__Data to examine__:
▼
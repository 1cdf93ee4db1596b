//! Tally Harness
//!
//! Tools for showing that a guarded counter keeps its promises, and that
//! an unguarded one does not.
//!
//! # Core Concepts
//!
//! - [`RacyCounter`]: read-modify-write without a guard (lost updates on purpose)
//! - [`OverlapProbe`]: detects two threads inside the same region at once
//! - [`SharedCounter`]: seam the simulator drives, implemented by both counters
//! - [`run_simulator`]: seeded random operation mix with post-run checks
//! - [`run_stress`] / [`run_async_stress`]: N x M increments, timed
//! - [`run_probe`]: one instrumented increment per thread
//!
//! # Example
//!
//! ```rust,ignore
//! use tally_harness::{run_simulator, CounterMode, SimulatorConfig};
//!
//! let config = SimulatorConfig::default().with_mode(CounterMode::Unguarded);
//! let report = run_simulator(&config)?;
//! assert!(!report.passed());
//! println!("{}", report.generate_text());
//! ```

#![warn(missing_docs)]
#![warn(unreachable_pub)]

mod error;
mod probe;
mod racy;
mod simulator;
mod stress;
mod target;

// Re-exports
pub use error::HarnessError;
pub use probe::{OverlapProbe, ProbeGuard};
pub use racy::RacyCounter;
pub use simulator::{
    run_simulator, CounterMode, SimulatedOperation, SimulatorConfig, SimulatorReport,
    SimulatorStats, Violation,
};
pub use stress::{run_async_stress, run_probe, run_stress, ProbeReport, StressReport};
pub use target::{FeedOutcome, SharedCounter};

/// Version of this crate
pub const VERSION: &str = env!("CARGO_PKG_VERSION");
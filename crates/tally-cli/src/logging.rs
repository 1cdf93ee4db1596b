//! Logging setup

use tracing_subscriber::EnvFilter;

const DEFAULT_FILTER: &str = "tally=info,tally_cli=info,tally_core=info,tally_harness=info";

/// Install the global subscriber, writing to stderr
///
/// `RUST_LOG` takes precedence over the default filter. With `json` set,
/// events are emitted as one JSON object per line.
///
/// # Errors
/// If a global subscriber is already installed.
pub fn init_logging(json: bool) -> anyhow::Result<()> {
    let filter = EnvFilter::try_from_default_env().unwrap_or_else(|_| EnvFilter::new(DEFAULT_FILTER));
    let builder = tracing_subscriber::fmt()
        .with_env_filter(filter)
        .with_writer(std::io::stderr);

    let installed = if json {
        builder.json().try_init()
    } else {
        builder.try_init()
    };
    installed.map_err(|e| anyhow::anyhow!("failed to install logger: {e}"))
}
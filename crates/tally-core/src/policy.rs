//! Overflow handling for counter steps

use crate::error::CounterError;
use serde::{Deserialize, Serialize};

/// What happens when a step would leave the `i64` range
///
/// Negative values are ordinary counter values; only the edges of `i64`
/// are governed by the policy.
#[derive(Debug, Clone, Copy, PartialEq, Eq, Hash, Default, Serialize, Deserialize)]
#[serde(rename_all = "snake_case")]
pub enum OverflowPolicy {
    /// Fail with [`CounterError::Overflow`] and leave the value untouched
    #[default]
    Reject,
    /// Two's complement wraparound
    Wrap,
    /// Clamp at `i64::MIN` / `i64::MAX`
    Saturate,
}

impl OverflowPolicy {
    /// Compute `value + delta` under this policy
    ///
    /// # Errors
    /// `CounterError::Overflow` when the policy is `Reject` and the sum
    /// does not fit in an `i64`.
    #[inline]
    pub fn apply(self, value: i64, delta: i64) -> Result<i64, CounterError> {
        match self {
            Self::Reject => value
                .checked_add(delta)
                .ok_or(CounterError::Overflow { value, delta }),
            Self::Wrap => Ok(value.wrapping_add(delta)),
            Self::Saturate => Ok(value.saturating_add(delta)),
        }
    }

    /// Policy name as used in configuration files
    #[inline]
    #[must_use]
    pub fn name(self) -> &'static str {
        match self {
            Self::Reject => "reject",
            Self::Wrap => "wrap",
            Self::Saturate => "saturate",
        }
    }
}
use criterion::{black_box, criterion_group, criterion_main, BenchmarkId, Criterion};
use std::thread;
use tally_core::GuardedCounter;

fn uncontended(c: &mut Criterion) {
    let counter = GuardedCounter::new();
    c.bench_function("increment_uncontended", |b| {
        b.iter(|| counter.increment().unwrap());
    });
    c.bench_function("read_uncontended", |b| b.iter(|| black_box(counter.read())));
}

fn contended(c: &mut Criterion) {
    let mut group = c.benchmark_group("increment_contended");
    for threads in [2usize, 4, 8] {
        group.bench_with_input(BenchmarkId::from_parameter(threads), &threads, |b, &threads| {
            b.iter(|| {
                let counter = GuardedCounter::new();
                thread::scope(|scope| {
                    for _ in 0..threads {
                        scope.spawn(|| {
                            for _ in 0..1000 {
                                counter.increment().unwrap();
                            }
                        });
                    }
                });
                black_box(counter.into_inner())
            });
        });
    }
    group.finish();
}

criterion_group!(benches, uncontended, contended);
criterion_main!(benches);
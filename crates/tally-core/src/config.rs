//! Counter configuration

use crate::policy::OverflowPolicy;
use serde::{Deserialize, Serialize};

/// Configuration shared by [`crate::GuardedCounter`] and [`crate::AsyncGuardedCounter`]
#[derive(Debug, Clone, PartialEq, Eq, Serialize, Deserialize)]
#[serde(default)]
pub struct CounterConfig {
    /// Name used in tracing output
    pub label: String,
    /// Behaviour at the edges of the `i64` range
    pub overflow: OverflowPolicy,
}

impl CounterConfig {
    /// Create default configuration
    #[inline]
    #[must_use]
    pub fn new() -> Self {
        Self::default()
    }

    /// With tracing label
    #[inline]
    #[must_use]
    pub fn with_label(mut self, label: impl Into<String>) -> Self {
        self.label = label.into();
        self
    }

    /// With overflow policy
    #[inline]
    #[must_use]
    pub fn with_overflow(mut self, overflow: OverflowPolicy) -> Self {
        self.overflow = overflow;
        self
    }
}

impl Default for CounterConfig {
    fn default() -> Self {
        Self {
            label: "counter".to_string(),
            overflow: OverflowPolicy::Reject,
        }
    }
}
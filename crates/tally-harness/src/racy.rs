//! Unguarded counter, kept for contrast
//!
//! Each step is a load followed by a separate store, the same shape as
//! `cats_alive += 1` on a shared global with no lock. Two threads can load
//! the same value and both store `value + 1`, losing an update. The atomics
//! only keep the program free of undefined behaviour; they do not make the
//! step atomic.

use std::sync::atomic::{AtomicI64, Ordering};
use std::thread;
use std::time::Duration;

/// Counter whose read-modify-write can interleave
#[derive(Debug, Default)]
pub struct RacyCounter {
    value: AtomicI64,
}

impl RacyCounter {
    /// Create a counter at zero
    #[inline]
    #[must_use]
    pub fn new() -> Self {
        Self::default()
    }

    /// Add one, racily
    #[inline]
    pub fn increment(&self) {
        self.step(1, Duration::ZERO);
    }

    /// Subtract one, racily
    #[inline]
    pub fn decrement(&self) {
        self.step(-1, Duration::ZERO);
    }

    /// Current value
    #[inline]
    #[must_use]
    pub fn read(&self) -> i64 {
        self.value.load(Ordering::SeqCst)
    }

    /// Load, wait `dwell`, then store `loaded + delta`
    ///
    /// A zero dwell still yields between the load and the store.
    pub fn step(&self, delta: i64, dwell: Duration) {
        let loaded = self.value.load(Ordering::SeqCst);
        pause(dwell);
        self.value.store(loaded.wrapping_add(delta), Ordering::SeqCst);
    }
}

pub(crate) fn pause(dwell: Duration) {
    if dwell.is_zero() {
        thread::yield_now();
    } else {
        thread::sleep(dwell);
    }
}

#[cfg(test)]
mod tests {
    use super::*;

    #[test]
    fn single_thread_is_exact() {
        let counter = RacyCounter::new();
        counter.increment();
        counter.increment();
        counter.decrement();
        assert_eq!(counter.read(), 1);
    }

    #[test]
    fn dwell_step_applies_delta() {
        let counter = RacyCounter::new();
        counter.step(5, Duration::from_micros(10));
        assert_eq!(counter.read(), 5);
    }
}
▲
__Exercise instructions__: Retype, exactly as shown, the lines from the one with "thread::sleep(dwell);" through the end of the records.

__Response to the exercise__:
        thread::sleep(dwell);
    }
}

#[cfg(test)]
mod tests {
    use super::*;

    #[test]
    fn single_thread_is_exact() {
        let counter = RacyCounter::new();
        counter.increment();
        counter.increment();
        counter.decrement();
        assert_eq!(counter.read(), 1);
    }

    #[test]
    fn dwell_step_applies_delta() {
        let counter = RacyCounter::new();
        counter.step(5, Duration::from_micros(10));
        assert_eq!(counter.read(), 5);
    }
}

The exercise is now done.